Configuring Firetiger for Custom Fields
When configuring custom CloudFront fields, add a ?fields= query parameter to your Firehose endpoint URL that lists the fields in the same order as your CloudFront configuration:
export ACCESS_KEY=$(echo -n "$FIRETIGER_USERNAME:$FIRETIGER_PASSWORD" | base64)
aws firehose create-delivery-stream \
--delivery-stream-name cloudfront-to-firetiger \
--delivery-stream-type KinesisStreamAsSource \
--kinesis-stream-source-configuration '{
"KinesisStreamARN": "arn:aws:kinesis:us-east-1:ACCOUNT_ID:stream/cloudfront-logs-stream",
"RoleARN": "arn:aws:iam::ACCOUNT_ID:role/firehose-role"
}' \
--http-endpoint-destination-configuration '{
"EndpointConfiguration": {
"Url": "https://ingest.YOUR_FT_DOMAIN/aws/cloudfront/kinesis?fields=timestamp,c-ip,sc-status,cs-method,cs-uri-stem,x-edge-location",
"Name": "Firetiger",
"AccessKey": "$ACCESS_KEY"
},
...
}'
Field Mapping Examples
Default (All Fields):
If you don’t specify a ?fields= parameter, Firetiger expects all 45 standard CloudFront fields in canonical order. This is the recommended configuration for most use cases.

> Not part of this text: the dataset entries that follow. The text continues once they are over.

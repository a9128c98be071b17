//! Keys identifying bindings in a [`Context`].
//!
//! A binding is either looked up by a parameter *name* or by a declared
//! *type*. Names are what factories ask for first; types are the fallback
//! used when a name is not bound.
//!
//! [`Context`]: crate::container::registry::Context

use std::any::{self, TypeId};
use std::fmt::{Debug, Display, Formatter, Result as FmtResult};
use std::hash::{Hash, Hasher};

use crate::container::Managed;
use crate::util::any::AsAny;

/// The name under which an [`Injector`] injects a handle to itself.
///
/// [`Injector`]: crate::container::Injector
pub const INJECTOR_NAME: &str = "injector";

/// Runtime information about a Rust type.
#[derive(Clone, Copy)]
pub struct TypeInfo {
    id: TypeId,
    name: &'static str,
}

impl TypeInfo {
    pub fn of<T: ?Sized + 'static>() -> Self {
        Self {
            id: TypeId::of::<T>(),
            name: any::type_name::<T>(),
        }
    }

    /// Describes the concrete type behind a type-erased object.
    pub(crate) fn of_val(object: &dyn Managed) -> Self {
        Self {
            id: object.as_any().type_id(),
            name: object.type_name(),
        }
    }

    pub fn id(&self) -> TypeId {
        self.id
    }

    pub fn name(&self) -> &'static str {
        self.name
    }
}

impl Debug for TypeInfo {
    fn fmt(&self, f: &mut Formatter<'_>) -> FmtResult {
        f.write_str(self.name)
    }
}

impl Display for TypeInfo {
    fn fmt(&self, f: &mut Formatter<'_>) -> FmtResult {
        f.write_str(self.name)
    }
}

impl PartialEq for TypeInfo {
    fn eq(&self, other: &Self) -> bool {
        self.id == other.id
    }
}

impl Eq for TypeInfo {}

impl Hash for TypeInfo {
    fn hash<H: Hasher>(&self, state: &mut H) {
        self.id.hash(state);
    }
}

#[derive(Debug, Clone, PartialEq, Eq, Hash)]
pub enum Key {
    Name(String),
    Type(TypeInfo),
}

impl Key {
    pub fn named(name: impl Into<String>) -> Self {
        Self::Name(name.into())
    }

    pub fn of<T: ?Sized + 'static>() -> Self {
        Self::Type(TypeInfo::of::<T>())
    }

    pub fn name(&self) -> Option<&str> {
        match self {
            Self::Name(name) => Some(name.as_str()),
            Self::Type(_) => None,
        }
    }

    pub fn is_reserved(&self) -> bool {
        self.name() == Some(INJECTOR_NAME)
    }
}

impl Display for Key {
    fn fmt(&self, f: &mut Formatter<'_>) -> FmtResult {
        match self {
            Self::Name(name) => write!(f, "\"{name}\""),
            Self::Type(info) => write!(f, "{info}"),
        }
    }
}

impl From<&str> for Key {
    fn from(name: &str) -> Self {
        Self::named(name)
    }
}

impl From<String> for Key {
    fn from(name: String) -> Self {
        Self::Name(name)
    }
}

pub fn named(name: impl Into<String>) -> Key {
    Key::named(name)
}

pub fn of<T: ?Sized + 'static>() -> Key {
    Key::of::<T>()
}
mod wrapper;

use crate::container::injector::{BoxError, InjectorError, TypedResolve};

pub use wrapper::ComponentProvider;

/// A type that has a dedicated constructor for dependency injection.
///
/// Usually, you don't need to implement the [`Component`] trait manually for
/// your components, because the [`component`] macro helps with this. In case
/// that you really want to write implementation in your own, take a look at
/// the following code snippet:
///
/// ```rust
/// # use std::rc::Rc;
/// # use std::convert::Infallible;
/// # use knit::container::injector::{TypedResolve, InjectorError};
/// # use knit::provider::component::Component;
/// #
/// trait Greeter {}
///
/// struct English {
///     prefix: String,
///     times: u32,
/// }
///
/// impl Greeter for English {}
///
/// impl Component for English {
///     type Constructed = Rc<dyn Greeter>;
///
///     type Error = Infallible;
///
///     fn parameters() -> &'static [&'static str] {
///         &["prefix", "times"]
///     }
///
///     fn construct<R>(resolver: &R) -> Result<Result<Self, Self::Error>, InjectorError>
///     where
///         R: TypedResolve + ?Sized
///     {
///         let prefix = resolver.param("prefix")?;
///         let times = resolver.param_or("times", 1)?;
///         Ok(Ok(Self { prefix, times }))
///     }
///
///     fn post_process(self) -> Self::Constructed {
///         Rc::new(self)
///     }
/// }
/// ```
///
/// In addition, you don't need to use functions in [`Component`] directly. The
/// most recommended way is to use `to_component()` [`dsl`]s offered by this
/// crate. Or wrap your [`Component`] in a [`ComponentProvider`] if you need
/// low-level control.
///
/// [`component`]: crate::component
/// [`dsl`]: crate::module::dsl
pub trait Component: Sized + 'static {
    /// The successfully constructed object. This can be not only `Self`, but
    /// also some boxed `Self`, such as `Rc<Self>` and `Rc<dyn Trait>`, or a
    /// [`Scoped`] resource.
    ///
    /// [`Scoped`]: crate::scope::Scoped
    type Constructed: 'static;

    /// The error occurred in object construction after all dependencies are
    /// retrieved.
    type Error: Into<BoxError>;

    /// Names of the constructor's parameters, in declaration order.
    fn parameters() -> &'static [&'static str] {
        &[]
    }

    /// Retrieves the dependencies from the resolver and creates the object.
    ///
    /// # Errors
    ///
    /// Returns an error if a dependency can't be resolved.
    ///
    /// Returns an inner error [`Component::Error`] wrapped in the outer [`Ok`]
    /// if the object construction fails.
    fn construct<R>(resolver: &R) -> Result<Result<Self, Self::Error>, InjectorError>
    where
        R: TypedResolve + ?Sized;

    /// Converts `self` to [`Component::Constructed`]. Typical usages are
    /// putting `self` to an [`Rc`] and coercing it to an `Rc<dyn Trait>`.
    ///
    /// [`Rc`]: std::rc::Rc
    fn post_process(self) -> Self::Constructed;
}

https://ingest.YOUR_FT_DOMAIN/aws/cloudfront/kinesis
Minimal Fields:
For cost-sensitive deployments, you can send only essential fields:
https://ingest.YOUR_FT_DOMAIN/aws/cloudfront/kinesis?fields=timestamp,c-ip,sc-status,cs-method,cs-uri-stem
Custom Fields:
Select specific fields based on your analytics needs:
https://ingest.YOUR_FT_DOMAIN/aws/cloudfront/kinesis?fields=timestamp,c-ip,cs-method,cs-host,cs-uri-stem,sc-status,sc-bytes,time-taken,cs-user-agent,x-edge-location,x-edge-response-result-type
Important Notes:
- Field names must match CloudFront field names exactly (e.g.,
timestamp,c-ip,sc-status) - Field order must match your CloudFront real-time log configuration exactly - CloudFront always sends fields in canonical order
- Changing fields: If you add or remove fields in your CloudFront configuration, you must update your Kinesis Data Firehose URL to match the new field list. AWS automatically reorders fields in canonical order when you modify the configuration.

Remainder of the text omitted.